Chocolate, beer, tapestries and the Grenadier Guards: four of Bruges' world famous quality exports. Three hundred and sixty years after they were first formed in the Flanders city, the Grenadier Guards, the first Regiment of British Army Foot Guards, crossed the English Channel to gather in their birthplace.
Nijmegen Company Grenadier Guards marched through Bruges on Saturday morning, in their iconic white plumed bearskins and red tunics, to the Guards' birthplace, the Royal Guild of St Sebastian, for a reception to celebrate their formation and also the 600th anniversary of the formation of the Guild, of which Her Majesty the Queen, TRH The Duke of Edinburgh, The Prince of Wales, The Duke of Gloucester and Major Lord Alexander Windsor, Earl of Ulster are members.
The Grenadier Guards were formed from men from Henry VIII’s Honourable Artillery Company who, during the English Civil War, had taken the then heir to the throne, Prince Charles, to Europe for his safety.

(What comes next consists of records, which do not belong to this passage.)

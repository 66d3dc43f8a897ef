//! IBAN API Handlers

use axum::Json;
use shared::models::{IbanRequest, IbanResponse};

use crate::banking::{BankAccount, iban};
use crate::utils::validation::{MAX_ACCOUNT_LEN, validate_required_text};
use crate::utils::{AppError, AppResult, ErrorCode};

/// POST /api/iban - 国内账号转 IBAN
///
/// `generate` 对非法输入返回空字符串，这里转成 400 并附带原因
pub async fn generate(Json(payload): Json<IbanRequest>) -> AppResult<Json<IbanResponse>> {
    validate_required_text(&payload.account, "account", MAX_ACCOUNT_LEN)?;

    let iban = iban::generate(&payload.account);
    if iban.is_empty() {
        let reason = BankAccount::parse(&payload.account)
            .err()
            .map(|e| e.to_string())
            .unwrap_or_else(|| "malformed account".to_string());
        return Err(AppError::with_message(
            ErrorCode::InvalidBankAccount,
            format!("Invalid bank account: {reason}"),
        )
        .with_detail("account", payload.account));
    }

    Ok(Json(IbanResponse {
        account: payload.account.trim().to_string(),
        iban,
    }))
}
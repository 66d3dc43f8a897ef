//! Error category classification

use super::codes::ErrorCode;
use serde::{Deserialize, Serialize};

/// Error category classification based on error code ranges
///
/// - 0xxx: General errors
/// - 1xxx: Permission errors
/// - 2xxx: Seat errors
/// - 3xxx: Banking errors
/// - 9xxx (and anything unmapped): System errors
#[derive(Debug, Clone, Copy, PartialEq, Eq, Hash, Serialize, Deserialize)]
#[serde(rename_all = "snake_case")]
pub enum ErrorCategory {
    /// General errors (0xxx)
    General,
    /// Permission errors (1xxx)
    Permission,
    /// Seat errors (2xxx)
    Seat,
    /// Banking errors (3xxx)
    Banking,
    /// System errors (9xxx)
    System,
}

impl ErrorCategory {
    /// Determine category from error code value
    pub fn from_code(code: u16) -> Self {
        match code {
            0..1000 => Self::General,
            1000..2000 => Self::Permission,
            2000..3000 => Self::Seat,
            3000..4000 => Self::Banking,
            _ => Self::System,
        }
    }

    /// Get the string name for this category
    pub fn name(&self) -> &'static str {
        match self {
            Self::General => "general",
            Self::Permission => "permission",
            Self::Seat => "seat",
            Self::Banking => "banking",
            Self::System => "system",
        }
    }
}

impl ErrorCode {
    /// Get the category for this error code
    pub fn category(&self) -> ErrorCategory {
        ErrorCategory::from_code(self.code())
    }
}

#[cfg(test)]
mod tests {
    use super::*;

    #[test]
    fn test_category_from_code() {
        assert_eq!(ErrorCategory::from_code(0), ErrorCategory::General);
        assert_eq!(ErrorCategory::from_code(999), ErrorCategory::General);
        assert_eq!(ErrorCategory::from_code(1001), ErrorCategory::Permission);
        assert_eq!(ErrorCategory::from_code(2001), ErrorCategory::Seat);
        assert_eq!(ErrorCategory::from_code(3001), ErrorCategory::Banking);
        assert_eq!(ErrorCategory::from_code(9001), ErrorCategory::System);
        assert_eq!(ErrorCategory::from_code(5000), ErrorCategory::System);
    }

    #[test]
    fn test_error_code_category() {
        assert_eq!(ErrorCode::Success.category(), ErrorCategory::General);
        assert_eq!(ErrorCode::NotSeatOwner.category(), ErrorCategory::Permission);
        assert_eq!(ErrorCode::SeatTaken.category(), ErrorCategory::Seat);
        assert_eq!(
            ErrorCode::InvalidBankAccount.category(),
            ErrorCategory::Banking
        );
        assert_eq!(ErrorCode::DatabaseError.category(), ErrorCategory::System);
    }

    #[test]
    fn test_category_serialize() {
        let json = serde_json::to_string(&ErrorCategory::Seat).unwrap();
        assert_eq!(json, "\"seat\"");
        let category: ErrorCategory = serde_json::from_str("\"banking\"").unwrap();
        assert_eq!(category, ErrorCategory::Banking);
    }
}
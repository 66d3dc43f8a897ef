//! Seating
//!
//! - [`seat_id`] - seat identifiers and the table partner rule
//! - [`store`] - the reservation store seam
//! - [`memory`] - DashMap store
//! - [`reservation`] - reserve / release / list with auto-pairing

pub mod memory;
pub mod reservation;
pub mod seat_id;
pub mod store;

pub use memory::MemoryReservationStore;
pub use reservation::{ReleaseRequest, ReservationError, ReservationResult, ReserveRequest};
pub use seat_id::{SeatId, SeatIdError, partner_seat};
pub use store::ReservationStore;
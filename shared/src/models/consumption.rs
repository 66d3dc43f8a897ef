//! Consumption Model

use serde::{Deserialize, Serialize};

/// One consumed item line for a guest (snack, drink, rental fee, tip)
#[derive(Debug, Clone, PartialEq, Serialize, Deserialize)]
#[cfg_attr(feature = "db", derive(sqlx::FromRow))]
pub struct ConsumptionRecord {
    pub id: i64,
    pub session_id: String,
    pub guest_id: String,
    pub item_name: String,
    pub unit_price: f64,
    pub quantity: i32,
    pub created_at: i64,
}

/// Create consumption payload
#[derive(Debug, Clone, Serialize, Deserialize)]
pub struct ConsumptionCreate {
    pub guest_id: String,
    pub item_name: String,
    pub unit_price: f64,
    #[serde(default = "default_quantity")]
    pub quantity: i32,
}

fn default_quantity() -> i32 {
    1
}

/// Aggregated consumption of one guest in a session
#[derive(Debug, Clone, PartialEq, Serialize, Deserialize)]
pub struct GuestTotal {
    pub guest_id: String,
    /// Sum of quantities
    pub item_count: i64,
    /// Σ unit_price × quantity, rounded to 2 decimal places
    pub total: f64,
}
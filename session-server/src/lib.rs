//! LAN Party Session Server
//!
//! # 架构概述
//!
//! 为线下活动 (LAN party) 提供座位预订、消费记录和收款信息：
//!
//! - **座位** (`seating`): 同桌座位推导、自动预订与覆盖规则
//! - **银行** (`banking`): 捷克国内账号转 IBAN、QR 付款字符串
//! - **账单** (`billing`): 按客人汇总消费 (rust_decimal)
//! - **数据库** (`db`): SQLite (sqlx) 存储
//! - **HTTP API** (`api`): RESTful API 接口
//!
//! # 模块结构
//!
//! ```text
//! session-server/src/
//! ├── core/          # 配置、状态、错误
//! ├── services/      # HTTP 应用组装
//! ├── api/           # HTTP 路由和处理器
//! ├── seating/       # 座位预订协议
//! ├── banking/       # IBAN 与付款
//! ├── billing/       # 消费汇总
//! ├── utils/         # 日志、校验
//! └── db/            # 数据库层
//! ```

pub mod api;
pub mod banking;
pub mod billing;
pub mod core;
pub mod db;
pub mod seating;
pub mod services;
pub mod utils;

// Re-export 公共类型
pub use core::{Config, Server, ServerError, ServerState};
pub use services::build_app;
pub use utils::{AppError, AppResult};

// Re-export unified error types from shared
pub use utils::{ApiResponse, ErrorCategory, ErrorCode};

// Re-export logger functions
pub use utils::logger::{init_logger, init_logger_with_file};

/// 设置运行环境: dotenv、配置、工作目录、日志
pub fn setup_environment() -> Result<Config, ServerError> {
    // .env 文件可选
    dotenv::dotenv().ok();

    let config = Config::from_env();
    config.ensure_work_dir()?;

    let logs_dir = config.logs_dir();
    init_logger_with_file(
        Some(config.log_level.as_str()),
        config.is_production(),
        Some(logs_dir.as_path()),
    );

    Ok(config)
}

pub fn print_banner() {
    println!(
        r#"
   _____                _
  / ___/___  __________(_)___  ____
  \__ \/ _ \/ ___/ ___/ / __ \/ __ \
 ___/ /  __(__  |__  ) / /_/ / / / /
/____/\___/____/____/_/\____/_/ /_/
    "#
    );
}
//! Seat identifiers and table partners
//!
//! A seat id is `{row letters}{positive number}`, e.g. `A3`. Two consecutive
//! numbers in the same row share a table: `(1,2)`, `(3,4)`, `(5,6)`, ...
//! Row letters are case-insensitive and stored upper-case.

use std::cmp::Ordering;
use std::fmt;
use std::str::FromStr;

use thiserror::Error;

#[derive(Debug, Clone, PartialEq, Eq, Error)]
pub enum SeatIdError {
    #[error("seat id is empty")]
    Empty,

    #[error("seat id '{0}' has no row letters")]
    MissingRow(String),

    #[error("seat id '{0}' has no seat number")]
    MissingNumber(String),

    #[error("seat number in '{0}' must be a positive integer")]
    InvalidNumber(String),
}

#[derive(Debug, Clone, PartialEq, Eq, Hash)]
pub struct SeatId {
    row: String,
    number: u32,
}

impl SeatId {
    pub fn row(&self) -> &str {
        &self.row
    }

    pub fn number(&self) -> u32 {
        self.number
    }

    /// The other seat at the same table: odd → +1, even → -1
    pub fn partner(&self) -> SeatId {
        let number = if self.number % 2 == 1 {
            self.number + 1
        } else {
            self.number - 1
        };
        SeatId {
            row: self.row.clone(),
            number,
        }
    }
}

impl FromStr for SeatId {
    type Err = SeatIdError;

    fn from_str(s: &str) -> Result<Self, Self::Err> {
        let s = s.trim();
        if s.is_empty() {
            return Err(SeatIdError::Empty);
        }

        let split = s
            .find(|c: char| !c.is_ascii_alphabetic())
            .unwrap_or(s.len());
        let (row, digits) = s.split_at(split);
        if row.is_empty() {
            return Err(SeatIdError::MissingRow(s.to_string()));
        }
        if digits.is_empty() {
            return Err(SeatIdError::MissingNumber(s.to_string()));
        }
        if !digits.bytes().all(|b| b.is_ascii_digit()) {
            return Err(SeatIdError::InvalidNumber(s.to_string()));
        }

        let number: u32 = digits
            .parse()
            .map_err(|_| SeatIdError::InvalidNumber(s.to_string()))?;
        // u32::MAX is odd and its partner would not fit
        if number == 0 || number == u32::MAX {
            return Err(SeatIdError::InvalidNumber(s.to_string()));
        }

        Ok(Self {
            row: row.to_ascii_uppercase(),
            number,
        })
    }
}

impl fmt::Display for SeatId {
    fn fmt(&self, f: &mut fmt::Formatter<'_>) -> fmt::Result {
        write!(f, "{}{}", self.row, self.number)
    }
}

impl Ord for SeatId {
    fn cmp(&self, other: &Self) -> Ordering {
        self.row
            .cmp(&other.row)
            .then(self.number.cmp(&other.number))
    }
}

impl PartialOrd for SeatId {
    fn partial_cmp(&self, other: &Self) -> Option<Ordering> {
        Some(self.cmp(other))
    }
}

/// Partner of a seat given as a string
pub fn partner_seat(seat_id: &str) -> Result<String, SeatIdError> {
    Ok(seat_id.parse::<SeatId>()?.partner().to_string())
}

#[cfg(test)]
mod tests {
    use super::*;

    #[test]
    fn partner_of_table_seats() {
        assert_eq!(partner_seat("A1").unwrap(), "A2");
        assert_eq!(partner_seat("A2").unwrap(), "A1");
        assert_eq!(partner_seat("B7").unwrap(), "B8");
        assert_eq!(partner_seat("C4").unwrap(), "C3");
    }

    #[test]
    fn partner_is_an_involution() {
        for raw in ["A1", "A2", "D5", "D6", "AB13", "Z100"] {
            let seat: SeatId = raw.parse().unwrap();
            assert_eq!(seat.partner().partner(), seat);
            assert_ne!(seat.partner(), seat);
            assert_eq!(seat.partner().row(), seat.row());
        }
    }

    #[test]
    fn parses_multi_letter_rows_and_large_numbers() {
        let seat: SeatId = "AB12".parse().unwrap();
        assert_eq!(seat.row(), "AB");
        assert_eq!(seat.number(), 12);
        assert_eq!(partner_seat("AB12").unwrap(), "AB11");
        assert_eq!(partner_seat("A99").unwrap(), "A100");
    }

    #[test]
    fn leading_zeros_are_normalized() {
        let seat: SeatId = "A03".parse().unwrap();
        assert_eq!(seat.to_string(), "A3");
    }

    #[test]
    fn row_letters_are_upper_cased() {
        let lower: SeatId = "ab7".parse().unwrap();
        assert_eq!(lower.row(), "AB");
        assert_eq!(lower, "AB7".parse().unwrap());
        assert_eq!(partner_seat("c4").unwrap(), "C3");
    }

    #[test]
    fn rejects_malformed_ids() {
        assert_eq!("".parse::<SeatId>(), Err(SeatIdError::Empty));
        assert_eq!(
            "12".parse::<SeatId>(),
            Err(SeatIdError::MissingRow("12".into()))
        );
        assert_eq!(
            "A".parse::<SeatId>(),
            Err(SeatIdError::MissingNumber("A".into()))
        );
        assert_eq!(
            "A0".parse::<SeatId>(),
            Err(SeatIdError::InvalidNumber("A0".into()))
        );
        assert_eq!(
            "A1B".parse::<SeatId>(),
            Err(SeatIdError::InvalidNumber("A1B".into()))
        );
        assert_eq!(
            "A-1".parse::<SeatId>(),
            Err(SeatIdError::InvalidNumber("A-1".into()))
        );
        assert!("A4294967295".parse::<SeatId>().is_err());
        assert!("A99999999999".parse::<SeatId>().is_err());
    }

    #[test]
    fn orders_by_row_then_number() {
        let mut seats: Vec<SeatId> = ["B1", "A10", "A2", "A1"]
            .iter()
            .map(|s| s.parse().unwrap())
            .collect();
        seats.sort();
        let ordered: Vec<String> = seats.iter().map(ToString::to_string).collect();
        assert_eq!(ordered, ["A1", "A2", "A10", "B1"]);
    }
}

Following the execution of his father King Charles I, and the creation of Cromwell’s Commonwealth Republic in England, the young Charles II was sheltered by the Royal Guild of St Sebastian in the heart of Spanish run Flemish Bruges, and here he set up court and plotted the overthrow of Cromwell and the Restoration of the British Monarchy.
14 Victoria Crosses
The Grenadier Guards formed by King Charles II as 'The First Regiment of Foot Guards', have fought in almost every major campaign of the British Army. The Grenadier Guards boast a phenomenal 78 Battle Honours having served with distinction in campaigns throughout British history, particularly in the Napoleonic, Crimean, Boer, First and Second World Wars, winning a total of 14 Victoria Crosses and one George Cross. In the 21st Century they continue to serve their country with distinction and were one of the final units involved in ground combat in Afghanistan. A formidable force of hard and soft power the British Army’s Grenadier Guards are admired and recognised around the world.